WHAT YOU NEED TO DO:
Only the lines from the one containing "do not overlap." to the end of the records should be given again, word for word and in full.
═════ DATA RECORDS ═════
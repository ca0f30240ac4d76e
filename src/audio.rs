//! Fire-and-forget sound cues.

use crate::core::rules::DeathSound;
use std::io::{self, Write};

pub trait SoundSink {
    fn play(&mut self, sound: DeathSound);
}

/// Rings the terminal bell: once for the hit sound, three times for the risky one.
#[derive(Debug, Default)]
pub struct TerminalBell;

impl SoundSink for TerminalBell {
    fn play(&mut self, sound: DeathSound) {
        let rings = match sound {
            DeathSound::Hit => 1,
            DeathSound::Risky => 3,
        };
        let mut out = io::stdout();
        if let Err(e) = out.write_all(&b"\x07".repeat(rings)).and_then(|_| out.flush()) {
            log::warn!("could not play {:?}: {}", sound, e);
        }
    }
}

/// Remembers what it was asked to play.
#[derive(Debug, Default)]
pub struct RecordingSink {
    pub played: Vec<DeathSound>,
}

impl SoundSink for RecordingSink {
    fn play(&mut self, sound: DeathSound) {
        self.played.push(sound);
    }
}
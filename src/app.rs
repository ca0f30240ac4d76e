//! Ties a session to its collaborators: score store, sound, vendor SDK queue.

use crate::audio::SoundSink;
use crate::core::constants::HIGH_SCORE_KEY;
use crate::core::rules::DeathSound;
use crate::core::session::{format_score, Session, SessionEvent, SessionState};
use crate::input::AppInput;
use crate::sdk::{forward_session_events, ops, CallQueue, LogBackend};
use crate::utils::persistence::{ScoreStore, StoreError};
use crate::utils::settings::Settings;
use rand::rngs::StdRng;
use rand::SeedableRng;
use serde_json::json;

pub struct App<S: ScoreStore, A: SoundSink> {
    pub session: Session,
    pub settings: Settings,
    pub sdk: CallQueue<LogBackend>,
    pub should_quit: bool,
    store: S,
    sound: A,
    rng: StdRng,
}

impl<S: ScoreStore, A: SoundSink> App<S, A> {
    pub fn new(settings: Settings, store: S, sound: A) -> Self {
        let rng = match settings.seed {
            Some(seed) => StdRng::seed_from_u64(seed),
            None => StdRng::from_entropy(),
        };
        let session = Session::new(settings.rules(), store.high_score());

        let mut sdk = CallQueue::new(LogBackend::default());
        sdk.enqueue_detached(ops::INIT, vec![json!({}), json!({})]);
        sdk.enqueue_detached("gameLoadingFinished", vec![]);
        sdk.mark_ready();

        Self {
            session,
            settings,
            sdk,
            should_quit: false,
            store,
            sound,
            rng,
        }
    }

    pub fn store(&self) -> &S {
        &self.store
    }

    pub fn sound(&self) -> &A {
        &self.sound
    }

    /// The cue played on game over under the current rules.
    pub fn death_sound(&self) -> DeathSound {
        if self.session.rules.death_sound_enabled {
            self.settings.death_sound
        } else {
            DeathSound::Hit
        }
    }

    /// Sound can only be switched from the menus, not mid-flight.
    pub fn can_toggle_sound(&self) -> bool {
        self.session.rules.death_sound_enabled
            && matches!(
                self.session.state,
                SessionState::NotStarted | SessionState::Over
            )
    }

    pub fn handle_input(&mut self, input: AppInput) {
        match input {
            AppInput::Game(game_input) => self.session.handle_input(game_input),
            AppInput::ToggleSound => {
                if self.can_toggle_sound() {
                    self.settings.death_sound = self.settings.death_sound.toggled();
                }
            }
            AppInput::Quit => self.should_quit = true,
            AppInput::Other => {}
        }
        self.process_events();
    }

    /// Advance the game by `dt_ms` of wall time. Returns true if anything moved.
    pub fn tick(&mut self, dt_ms: u64) -> bool {
        let changed = self.session.tick(dt_ms, &mut self.rng);
        self.process_events();
        changed
    }

    /// Forget the stored best score.
    pub fn reset_high_score(&mut self) -> Result<(), StoreError> {
        self.store.remove(HIGH_SCORE_KEY)?;
        self.session.high_score = 0.0;
        Ok(())
    }

    fn process_events(&mut self) {
        let events = self.session.drain_events();
        if events.is_empty() {
            return;
        }

        let death_sound = self.death_sound();
        for event in &events {
            match event {
                SessionEvent::GameOver { .. } => self.sound.play(death_sound),
                SessionEvent::NewHighScore { score, previous } => {
                    log::info!(
                        "new high score {} (was {})",
                        format_score(*score),
                        format_score(*previous)
                    );
                    if let Err(e) = self.store.set_high_score(*score) {
                        log::warn!("could not save high score: {}", e);
                    }
                }
                _ => {}
            }
        }

        forward_session_events(&mut self.sdk, &events);
    }
}

#[cfg(test)]
mod tests {
    use super::*;
    use crate::audio::RecordingSink;
    use crate::core::rules::Variant;
    use crate::core::session::GameInput;
    use crate::utils::persistence::MemoryStore;

    fn app(variant: Variant) -> App<MemoryStore, RecordingSink> {
        let settings = Settings {
            variant,
            seed: Some(1),
            ..Settings::default()
        };
        App::new(settings, MemoryStore::default(), RecordingSink::default())
    }

    #[test]
    fn test_sdk_initialised_on_startup() {
        let app = app(Variant::Endless);
        assert_eq!(app.sdk.backend().history, vec!["init", "gameLoadingFinished"]);
    }

    #[test]
    fn test_sound_toggle_only_on_menus() {
        let mut app = app(Variant::Endless);
        app.handle_input(AppInput::ToggleSound);
        assert_eq!(app.settings.death_sound, DeathSound::Risky);

        app.handle_input(AppInput::Game(GameInput::Jump));
        app.handle_input(AppInput::ToggleSound);
        assert_eq!(app.settings.death_sound, DeathSound::Risky);
    }

    #[test]
    fn test_classic_has_no_sound_toggle() {
        let mut app = app(Variant::Classic);
        app.handle_input(AppInput::ToggleSound);
        assert_eq!(app.settings.death_sound, DeathSound::Hit);
    }

    #[test]
    fn test_crash_plays_selected_sound_and_saves_record() {
        let mut app = app(Variant::Endless);
        app.handle_input(AppInput::ToggleSound);
        app.handle_input(AppInput::Game(GameInput::Jump));
        app.session.score = 2.5;
        app.session.body.y = 700.0;
        app.tick(16);

        assert_eq!(app.session.state, SessionState::Over);
        assert_eq!(app.sound().played, vec![DeathSound::Risky]);
        assert!((app.store().high_score() - 2.5).abs() < f64::EPSILON);
        assert!(app
            .sdk
            .backend()
            .history
            .contains(&"sendHighscore".to_string()));
    }

    #[test]
    fn test_quit() {
        let mut app = app(Variant::Classic);
        app.handle_input(AppInput::Quit);
        assert!(app.should_quit);
    }

    #[test]
    fn test_reset_high_score() {
        let mut app = app(Variant::Classic);
        app.session.high_score = 9.0;
        app.reset_high_score().unwrap();
        assert!(app.session.high_score.abs() < f64::EPSILON);
        assert!(app.store().get(HIGH_SCORE_KEY).is_none());
    }
}
//! Commit hash and build date embedded by build.rs.

include!(concat!(env!("OUT_DIR"), "/build_info.rs"));

/// One-line version string for `--version`.
pub fn version_line() -> String {
    format!(
        "flappy {} ({}, {})",
        env!("CARGO_PKG_VERSION"),
        BUILD_DATE,
        BUILD_COMMIT
    )
}
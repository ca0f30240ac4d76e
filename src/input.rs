//! Keyboard mapping for the game screen.

use crate::core::session::GameInput;
use crossterm::event::{KeyCode, KeyEvent, KeyEventKind, KeyModifiers};

/// Everything a key press can mean to the app.
#[derive(Debug, Clone, Copy, PartialEq, Eq)]
pub enum AppInput {
    Game(GameInput),
    /// Switch the death sound (start and game-over screens, endless only).
    ToggleSound,
    Quit,
    Other,
}

pub fn map_key(key: KeyEvent) -> AppInput {
    if key.kind == KeyEventKind::Release {
        return AppInput::Other;
    }
    match key.code {
        KeyCode::Char('c') if key.modifiers.contains(KeyModifiers::CONTROL) => AppInput::Quit,
        KeyCode::Char(' ') | KeyCode::Up | KeyCode::Char('w') | KeyCode::Char('W') => {
            AppInput::Game(GameInput::Jump)
        }
        KeyCode::Char('p') | KeyCode::Char('P') => AppInput::Game(GameInput::Pause),
        KeyCode::Char('s') | KeyCode::Char('S') => AppInput::ToggleSound,
        KeyCode::Char('q') | KeyCode::Char('Q') | KeyCode::Esc => AppInput::Quit,
        _ => AppInput::Other,
    }
}
//! Axis-aligned rectangles and the overlap test used for collisions.

/// An axis-aligned bounding box in board pixels. `y` grows downward.
#[derive(Debug, Clone, Copy, PartialEq)]
pub struct Hitbox {
    pub x: f64,
    pub y: f64,
    pub width: f64,
    pub height: f64,
}

impl Hitbox {
    pub fn new(x: f64, y: f64, width: f64, height: f64) -> Self {
        Self {
            x,
            y,
            width,
            height,
        }
    }

    pub fn right(&self) -> f64 {
        self.x + self.width
    }

    pub fn bottom(&self) -> f64 {
        self.y + self.height
    }

    /// Strict overlap on both axes. Boxes that only share an edge do not overlap.
    pub fn overlaps(&self, other: &Hitbox) -> bool {
        self.x < other.right()
            && self.right() > other.x
            && self.y < other.bottom()
            && self.bottom() > other.y
    }
}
═════
WRITTEN RESPONSE:
    /// Strict overlap on both axes. Boxes that only share an edge do not overlap.
    pub fn overlaps(&self, other: &Hitbox) -> bool {
        self.x < other.right()
            && self.right() > other.x
            && self.y < other.bottom()
            && self.bottom() > other.y
    }
}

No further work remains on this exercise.